───── Excerpted records ─────

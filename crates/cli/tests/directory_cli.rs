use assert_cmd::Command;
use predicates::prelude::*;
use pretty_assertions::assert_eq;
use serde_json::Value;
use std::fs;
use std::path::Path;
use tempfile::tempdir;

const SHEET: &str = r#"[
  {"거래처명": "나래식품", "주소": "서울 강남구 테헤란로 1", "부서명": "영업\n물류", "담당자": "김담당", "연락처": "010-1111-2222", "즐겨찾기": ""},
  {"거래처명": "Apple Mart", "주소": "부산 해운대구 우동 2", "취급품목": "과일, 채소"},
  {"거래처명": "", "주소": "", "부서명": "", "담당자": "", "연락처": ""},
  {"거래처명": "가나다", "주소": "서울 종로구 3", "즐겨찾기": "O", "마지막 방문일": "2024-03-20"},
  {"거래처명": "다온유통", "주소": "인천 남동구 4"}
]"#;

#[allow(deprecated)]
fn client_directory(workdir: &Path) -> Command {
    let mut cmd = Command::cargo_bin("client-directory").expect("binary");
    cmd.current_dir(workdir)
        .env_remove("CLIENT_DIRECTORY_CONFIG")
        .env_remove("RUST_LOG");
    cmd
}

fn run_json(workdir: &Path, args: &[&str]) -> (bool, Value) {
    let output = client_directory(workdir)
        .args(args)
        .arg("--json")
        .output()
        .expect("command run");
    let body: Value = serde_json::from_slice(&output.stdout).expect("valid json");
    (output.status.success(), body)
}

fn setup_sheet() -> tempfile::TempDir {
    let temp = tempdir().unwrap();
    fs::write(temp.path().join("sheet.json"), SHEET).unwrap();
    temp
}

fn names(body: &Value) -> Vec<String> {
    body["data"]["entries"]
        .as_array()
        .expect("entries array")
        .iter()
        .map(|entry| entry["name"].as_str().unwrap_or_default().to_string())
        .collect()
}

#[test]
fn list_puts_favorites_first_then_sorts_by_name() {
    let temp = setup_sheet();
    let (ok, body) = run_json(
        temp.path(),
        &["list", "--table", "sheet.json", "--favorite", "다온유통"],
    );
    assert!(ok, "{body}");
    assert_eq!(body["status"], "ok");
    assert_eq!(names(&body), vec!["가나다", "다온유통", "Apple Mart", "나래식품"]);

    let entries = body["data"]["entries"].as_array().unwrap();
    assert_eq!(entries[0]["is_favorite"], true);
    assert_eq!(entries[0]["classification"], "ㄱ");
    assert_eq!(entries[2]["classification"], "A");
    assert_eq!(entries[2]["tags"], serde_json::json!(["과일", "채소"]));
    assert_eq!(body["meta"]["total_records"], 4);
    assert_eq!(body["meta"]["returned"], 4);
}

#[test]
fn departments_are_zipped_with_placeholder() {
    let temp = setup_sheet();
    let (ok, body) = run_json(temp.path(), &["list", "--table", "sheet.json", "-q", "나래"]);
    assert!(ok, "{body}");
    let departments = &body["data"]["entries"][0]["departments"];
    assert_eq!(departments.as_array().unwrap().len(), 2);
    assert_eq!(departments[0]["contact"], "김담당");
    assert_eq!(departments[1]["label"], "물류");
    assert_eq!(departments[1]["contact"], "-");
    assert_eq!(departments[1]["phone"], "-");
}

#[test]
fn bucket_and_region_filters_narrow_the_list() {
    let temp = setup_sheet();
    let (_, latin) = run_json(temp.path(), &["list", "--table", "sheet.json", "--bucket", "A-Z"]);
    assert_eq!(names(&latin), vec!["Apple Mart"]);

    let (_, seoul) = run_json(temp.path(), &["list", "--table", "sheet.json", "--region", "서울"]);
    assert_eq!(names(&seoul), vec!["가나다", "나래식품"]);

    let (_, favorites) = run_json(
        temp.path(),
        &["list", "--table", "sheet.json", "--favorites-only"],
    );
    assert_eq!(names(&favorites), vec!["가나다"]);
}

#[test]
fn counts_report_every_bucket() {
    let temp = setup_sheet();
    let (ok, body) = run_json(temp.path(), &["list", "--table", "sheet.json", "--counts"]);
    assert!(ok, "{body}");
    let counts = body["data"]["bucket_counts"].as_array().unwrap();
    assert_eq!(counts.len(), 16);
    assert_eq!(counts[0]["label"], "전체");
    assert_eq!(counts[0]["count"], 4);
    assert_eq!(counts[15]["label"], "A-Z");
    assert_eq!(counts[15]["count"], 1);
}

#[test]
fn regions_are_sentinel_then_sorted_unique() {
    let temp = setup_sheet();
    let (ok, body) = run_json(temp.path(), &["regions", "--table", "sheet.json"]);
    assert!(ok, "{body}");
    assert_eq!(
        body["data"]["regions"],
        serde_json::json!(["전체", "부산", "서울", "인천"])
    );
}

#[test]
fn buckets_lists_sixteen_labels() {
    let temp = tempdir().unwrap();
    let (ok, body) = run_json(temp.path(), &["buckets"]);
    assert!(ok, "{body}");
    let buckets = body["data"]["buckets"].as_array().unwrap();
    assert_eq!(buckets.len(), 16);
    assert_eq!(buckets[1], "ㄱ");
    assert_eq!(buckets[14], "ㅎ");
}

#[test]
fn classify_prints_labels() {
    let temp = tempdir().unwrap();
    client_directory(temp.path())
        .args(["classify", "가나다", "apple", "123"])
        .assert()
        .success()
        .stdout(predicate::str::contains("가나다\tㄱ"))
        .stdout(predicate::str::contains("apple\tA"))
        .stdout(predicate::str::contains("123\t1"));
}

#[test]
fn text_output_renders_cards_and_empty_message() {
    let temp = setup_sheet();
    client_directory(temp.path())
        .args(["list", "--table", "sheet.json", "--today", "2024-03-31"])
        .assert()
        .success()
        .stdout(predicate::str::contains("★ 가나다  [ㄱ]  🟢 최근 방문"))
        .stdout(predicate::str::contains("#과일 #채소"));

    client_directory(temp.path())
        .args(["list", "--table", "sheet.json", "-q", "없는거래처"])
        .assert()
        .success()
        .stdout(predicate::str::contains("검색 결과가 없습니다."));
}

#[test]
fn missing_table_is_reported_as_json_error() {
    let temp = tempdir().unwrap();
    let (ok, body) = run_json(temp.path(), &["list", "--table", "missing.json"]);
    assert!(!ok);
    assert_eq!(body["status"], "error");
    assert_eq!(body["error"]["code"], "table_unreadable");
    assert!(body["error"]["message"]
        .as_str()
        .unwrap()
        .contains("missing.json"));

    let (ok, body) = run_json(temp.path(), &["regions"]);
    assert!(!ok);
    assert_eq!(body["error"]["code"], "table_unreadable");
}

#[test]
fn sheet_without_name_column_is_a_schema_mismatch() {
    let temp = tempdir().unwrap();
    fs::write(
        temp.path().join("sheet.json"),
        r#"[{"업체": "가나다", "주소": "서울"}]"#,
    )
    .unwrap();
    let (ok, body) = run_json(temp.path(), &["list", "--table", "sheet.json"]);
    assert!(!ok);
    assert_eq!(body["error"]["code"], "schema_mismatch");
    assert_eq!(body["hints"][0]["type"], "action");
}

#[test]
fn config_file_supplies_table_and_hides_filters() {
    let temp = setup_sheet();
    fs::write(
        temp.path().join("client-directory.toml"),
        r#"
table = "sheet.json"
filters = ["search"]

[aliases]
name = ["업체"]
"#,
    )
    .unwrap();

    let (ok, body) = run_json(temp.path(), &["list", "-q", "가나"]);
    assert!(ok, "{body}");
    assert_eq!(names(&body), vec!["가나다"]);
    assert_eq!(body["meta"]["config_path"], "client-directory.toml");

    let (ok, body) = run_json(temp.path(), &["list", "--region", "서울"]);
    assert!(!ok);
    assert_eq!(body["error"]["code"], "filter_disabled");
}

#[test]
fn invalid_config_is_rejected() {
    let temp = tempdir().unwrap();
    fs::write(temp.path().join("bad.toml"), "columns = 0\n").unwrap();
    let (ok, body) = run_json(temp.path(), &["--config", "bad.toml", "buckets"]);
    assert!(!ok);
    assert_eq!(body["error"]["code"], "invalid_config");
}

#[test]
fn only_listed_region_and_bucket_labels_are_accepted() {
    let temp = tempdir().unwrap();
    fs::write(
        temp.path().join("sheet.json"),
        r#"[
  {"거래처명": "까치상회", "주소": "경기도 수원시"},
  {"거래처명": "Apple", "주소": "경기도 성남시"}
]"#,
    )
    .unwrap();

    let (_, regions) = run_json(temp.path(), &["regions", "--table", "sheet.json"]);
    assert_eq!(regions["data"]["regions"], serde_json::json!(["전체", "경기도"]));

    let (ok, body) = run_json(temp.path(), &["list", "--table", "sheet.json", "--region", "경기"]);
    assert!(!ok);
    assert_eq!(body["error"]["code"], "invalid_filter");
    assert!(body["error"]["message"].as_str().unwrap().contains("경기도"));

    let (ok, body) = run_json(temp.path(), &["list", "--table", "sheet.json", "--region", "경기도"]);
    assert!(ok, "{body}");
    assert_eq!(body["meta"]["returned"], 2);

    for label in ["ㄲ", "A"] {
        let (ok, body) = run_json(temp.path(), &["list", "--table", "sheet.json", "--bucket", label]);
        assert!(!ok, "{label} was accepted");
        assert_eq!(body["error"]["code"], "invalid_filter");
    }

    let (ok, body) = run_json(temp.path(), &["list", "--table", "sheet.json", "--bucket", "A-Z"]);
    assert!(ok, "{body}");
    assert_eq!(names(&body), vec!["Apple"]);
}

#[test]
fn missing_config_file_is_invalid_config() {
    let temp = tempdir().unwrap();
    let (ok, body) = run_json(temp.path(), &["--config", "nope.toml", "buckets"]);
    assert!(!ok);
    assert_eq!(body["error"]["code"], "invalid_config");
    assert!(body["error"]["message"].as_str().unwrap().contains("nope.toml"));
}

─────

_How to complete this task:_
When a line in the records above contains the word "seoul", copy it.

_Output of the task:_
    let (_, seoul) = run_json(temp.path(), &["list", "--table", "sheet.json", "--region", "서울"]);
    assert_eq!(names(&seoul), vec!["가나다", "나래식품"]);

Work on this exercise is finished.